**PROBLEM DESCRIPTION**.
The line count for "tracing" is all that is needed: say how many lines in the listing below contain it.

**DATA EXCERPTS**.
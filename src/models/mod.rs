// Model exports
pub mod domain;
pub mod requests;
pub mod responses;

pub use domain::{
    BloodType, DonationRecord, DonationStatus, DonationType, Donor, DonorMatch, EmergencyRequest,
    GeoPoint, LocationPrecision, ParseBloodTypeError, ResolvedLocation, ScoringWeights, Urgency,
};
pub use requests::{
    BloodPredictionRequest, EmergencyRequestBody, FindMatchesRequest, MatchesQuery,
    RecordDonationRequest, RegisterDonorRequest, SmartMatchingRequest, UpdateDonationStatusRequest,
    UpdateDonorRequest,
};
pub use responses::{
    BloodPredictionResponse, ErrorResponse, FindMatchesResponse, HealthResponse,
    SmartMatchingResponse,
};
==
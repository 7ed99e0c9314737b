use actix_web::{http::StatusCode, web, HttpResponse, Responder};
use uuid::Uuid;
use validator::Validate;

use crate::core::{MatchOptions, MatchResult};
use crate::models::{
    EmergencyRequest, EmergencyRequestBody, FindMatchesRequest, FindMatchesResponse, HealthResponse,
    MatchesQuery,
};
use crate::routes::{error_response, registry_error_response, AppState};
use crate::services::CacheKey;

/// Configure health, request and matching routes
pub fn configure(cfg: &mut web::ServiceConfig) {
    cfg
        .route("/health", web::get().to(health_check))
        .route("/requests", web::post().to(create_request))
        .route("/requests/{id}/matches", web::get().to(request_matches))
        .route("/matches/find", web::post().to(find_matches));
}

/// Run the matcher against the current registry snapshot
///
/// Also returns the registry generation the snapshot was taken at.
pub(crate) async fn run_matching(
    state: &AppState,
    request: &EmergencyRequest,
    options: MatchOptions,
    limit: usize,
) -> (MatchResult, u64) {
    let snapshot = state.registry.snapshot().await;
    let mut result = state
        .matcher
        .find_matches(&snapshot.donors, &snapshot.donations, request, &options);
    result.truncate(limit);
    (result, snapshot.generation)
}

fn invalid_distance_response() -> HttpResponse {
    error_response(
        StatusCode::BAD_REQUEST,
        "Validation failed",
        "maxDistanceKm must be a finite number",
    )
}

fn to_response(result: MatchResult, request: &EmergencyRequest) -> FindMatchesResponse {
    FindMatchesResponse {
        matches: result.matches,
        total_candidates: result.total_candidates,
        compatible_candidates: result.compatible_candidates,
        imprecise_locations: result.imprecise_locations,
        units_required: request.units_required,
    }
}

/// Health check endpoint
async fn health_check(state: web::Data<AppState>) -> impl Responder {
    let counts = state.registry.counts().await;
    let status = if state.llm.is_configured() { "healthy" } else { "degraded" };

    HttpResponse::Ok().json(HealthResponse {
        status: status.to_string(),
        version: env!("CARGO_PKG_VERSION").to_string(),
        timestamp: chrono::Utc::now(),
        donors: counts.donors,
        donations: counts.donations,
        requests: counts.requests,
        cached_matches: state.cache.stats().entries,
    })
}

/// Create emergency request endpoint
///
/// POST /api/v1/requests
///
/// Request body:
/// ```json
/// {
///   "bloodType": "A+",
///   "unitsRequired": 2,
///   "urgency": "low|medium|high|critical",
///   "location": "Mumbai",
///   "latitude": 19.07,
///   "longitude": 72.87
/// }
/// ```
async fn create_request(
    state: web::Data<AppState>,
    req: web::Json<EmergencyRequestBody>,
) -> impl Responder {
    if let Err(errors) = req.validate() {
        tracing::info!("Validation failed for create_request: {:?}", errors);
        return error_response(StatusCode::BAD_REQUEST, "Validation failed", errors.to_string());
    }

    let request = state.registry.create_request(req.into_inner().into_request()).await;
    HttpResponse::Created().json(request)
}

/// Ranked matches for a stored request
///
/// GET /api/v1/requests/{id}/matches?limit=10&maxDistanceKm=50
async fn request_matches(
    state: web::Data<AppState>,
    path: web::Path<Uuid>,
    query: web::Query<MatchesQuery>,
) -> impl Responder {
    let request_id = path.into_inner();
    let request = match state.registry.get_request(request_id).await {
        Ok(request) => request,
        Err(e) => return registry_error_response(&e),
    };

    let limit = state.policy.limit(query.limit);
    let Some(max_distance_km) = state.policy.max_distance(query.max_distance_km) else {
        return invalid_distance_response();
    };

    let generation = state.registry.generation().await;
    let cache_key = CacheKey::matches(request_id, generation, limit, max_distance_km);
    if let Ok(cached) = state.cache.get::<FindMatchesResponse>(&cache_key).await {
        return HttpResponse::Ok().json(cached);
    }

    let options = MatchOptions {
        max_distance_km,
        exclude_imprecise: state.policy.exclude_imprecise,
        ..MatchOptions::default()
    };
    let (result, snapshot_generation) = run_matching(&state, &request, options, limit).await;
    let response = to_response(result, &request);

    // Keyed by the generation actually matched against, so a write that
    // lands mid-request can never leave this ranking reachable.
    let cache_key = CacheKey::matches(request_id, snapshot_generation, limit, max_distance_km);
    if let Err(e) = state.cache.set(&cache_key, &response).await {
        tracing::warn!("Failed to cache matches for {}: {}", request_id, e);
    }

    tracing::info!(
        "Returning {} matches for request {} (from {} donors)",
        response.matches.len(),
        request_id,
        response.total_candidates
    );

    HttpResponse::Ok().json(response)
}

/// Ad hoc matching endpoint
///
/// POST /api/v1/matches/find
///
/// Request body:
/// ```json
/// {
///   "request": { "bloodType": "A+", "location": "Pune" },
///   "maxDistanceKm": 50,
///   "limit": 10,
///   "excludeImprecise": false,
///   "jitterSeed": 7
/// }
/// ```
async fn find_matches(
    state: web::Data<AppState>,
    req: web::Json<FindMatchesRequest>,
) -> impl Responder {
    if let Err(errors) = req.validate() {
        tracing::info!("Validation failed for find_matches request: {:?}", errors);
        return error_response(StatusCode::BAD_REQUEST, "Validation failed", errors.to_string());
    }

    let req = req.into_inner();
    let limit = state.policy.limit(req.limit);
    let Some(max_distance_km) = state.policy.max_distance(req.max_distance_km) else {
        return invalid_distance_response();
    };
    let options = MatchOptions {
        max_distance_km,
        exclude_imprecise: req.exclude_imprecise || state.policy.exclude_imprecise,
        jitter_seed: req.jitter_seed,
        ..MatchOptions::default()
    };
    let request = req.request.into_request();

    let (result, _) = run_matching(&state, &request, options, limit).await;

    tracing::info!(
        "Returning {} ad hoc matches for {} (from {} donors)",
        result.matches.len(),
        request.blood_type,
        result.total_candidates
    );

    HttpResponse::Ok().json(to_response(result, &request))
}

**EXERCISE ANSWER**.
5